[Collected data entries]
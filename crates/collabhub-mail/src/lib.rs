//! # collabhub-mail
//!
//! Outbound email for invitations. Services talk to the [`Mailer`] trait;
//! the concrete transport is picked from [`MailConfig`] at startup.

pub mod log;
pub mod outbox;
pub mod smtp;
pub mod templates;

use std::sync::Arc;

use async_trait::async_trait;
use thiserror::Error;

use collabhub_core::config::{MailConfig, MailProvider};
use collabhub_core::error::{AppError, ErrorKind};

pub use log::LogMailer;
pub use outbox::{OutboxMailer, SentMail};
pub use smtp::SmtpMailer;
pub use templates::InvitationEmail;

/// Mail delivery error.
#[derive(Debug, Error)]
pub enum MailError {
    /// The transport could not be built from configuration.
    #[error("Invalid mail configuration: {0}")]
    InvalidConfig(String),

    /// An address did not parse.
    #[error("Invalid address '{address}': {reason}")]
    InvalidAddress {
        /// The offending address.
        address: String,
        /// Parser message.
        reason: String,
    },

    /// The relay refused or the connection failed.
    #[error("Failed to send email: {0}")]
    SendFailed(String),
}

impl From<MailError> for AppError {
    fn from(err: MailError) -> Self {
        let message = err.to_string();
        AppError::with_source(ErrorKind::ExternalService, message, err)
    }
}

/// Delivers a single HTML message.
#[async_trait]
pub trait Mailer: Send + Sync + std::fmt::Debug + 'static {
    /// Send `html` to `to` with the given subject.
    async fn send_html(&self, to: &str, subject: &str, html: &str) -> Result<(), MailError>;
}

/// Build the transport selected by `config.provider`.
pub fn build_mailer(config: &MailConfig) -> Result<Arc<dyn Mailer>, MailError> {
    match config.provider {
        MailProvider::Log => Ok(Arc::new(LogMailer::new())),
        MailProvider::Smtp => Ok(Arc::new(SmtpMailer::new(config)?)),
    }
}
//! Logging configuration.

use serde::{Deserialize, Serialize};

/// Logging and tracing configuration.
#[derive(Debug, Clone, Serialize, Deserialize)]
pub struct LoggingConfig {
    /// Log level: `"trace"`, `"debug"`, `"info"`, `"warn"`, `"error"`.
    #[serde(default = "default_level")]
    pub level: String,
    /// Log format: `"json"` or `"pretty"`.
    #[serde(default = "default_format")]
    pub format: String,
}

impl Default for LoggingConfig {
    fn default() -> Self {
        Self {
            level: default_level(),
            format: default_format(),
        }
    }
}

fn default_level() -> String {
    "info".to_string()
}

fn default_format() -> String {
    "json".to_string()
}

WHAT YOU HAVE TO DO: The required result is an identical copy of the records above.

ANSWER AREA:
filename crates/collabhub-mail/src/lib.rs
//! # collabhub-mail
//!
//! Outbound email for invitations. Services talk to the [`Mailer`] trait;
//! the concrete transport is picked from [`MailConfig`] at startup.

pub mod log;
pub mod outbox;
pub mod smtp;
pub mod templates;

use std::sync::Arc;

use async_trait::async_trait;
use thiserror::Error;

use collabhub_core::config::{MailConfig, MailProvider};
use collabhub_core::error::{AppError, ErrorKind};

pub use log::LogMailer;
pub use outbox::{OutboxMailer, SentMail};
pub use smtp::SmtpMailer;
pub use templates::InvitationEmail;

/// Mail delivery error.
#[derive(Debug, Error)]
pub enum MailError {
    /// The transport could not be built from configuration.
    #[error("Invalid mail configuration: {0}")]
    InvalidConfig(String),

    /// An address did not parse.
    #[error("Invalid address '{address}': {reason}")]
    InvalidAddress {
        /// The offending address.
        address: String,
        /// Parser message.
        reason: String,
    },

    /// The relay refused or the connection failed.
    #[error("Failed to send email: {0}")]
    SendFailed(String),
}

impl From<MailError> for AppError {
    fn from(err: MailError) -> Self {
        let message = err.to_string();
        AppError::with_source(ErrorKind::ExternalService, message, err)
    }
}

/// Delivers a single HTML message.
#[async_trait]
pub trait Mailer: Send + Sync + std::fmt::Debug + 'static {
    /// Send `html` to `to` with the given subject.
    async fn send_html(&self, to: &str, subject: &str, html: &str) -> Result<(), MailError>;
}

/// Build the transport selected by `config.provider`.
pub fn build_mailer(config: &MailConfig) -> Result<Arc<dyn Mailer>, MailError> {
    match config.provider {
        MailProvider::Log => Ok(Arc::new(LogMailer::new())),
        MailProvider::Smtp => Ok(Arc::new(SmtpMailer::new(config)?)),
    }
}
//! Logging configuration.

use serde::{Deserialize, Serialize};

/// Logging and tracing configuration.
#[derive(Debug, Clone, Serialize, Deserialize)]
pub struct LoggingConfig {
    /// Log level: `"trace"`, `"debug"`, `"info"`, `"warn"`, `"error"`.
    #[serde(default = "default_level")]
    pub level: String,
    /// Log format: `"json"` or `"pretty"`.
    #[serde(default = "default_format")]
    pub format: String,
}

impl Default for LoggingConfig {
    fn default() -> Self {
        Self {
            level: default_level(),
            format: default_format(),
        }
    }
}

fn default_level() -> String {
    "info".to_string()
}

fn default_format() -> String {
    "json".to_string()
}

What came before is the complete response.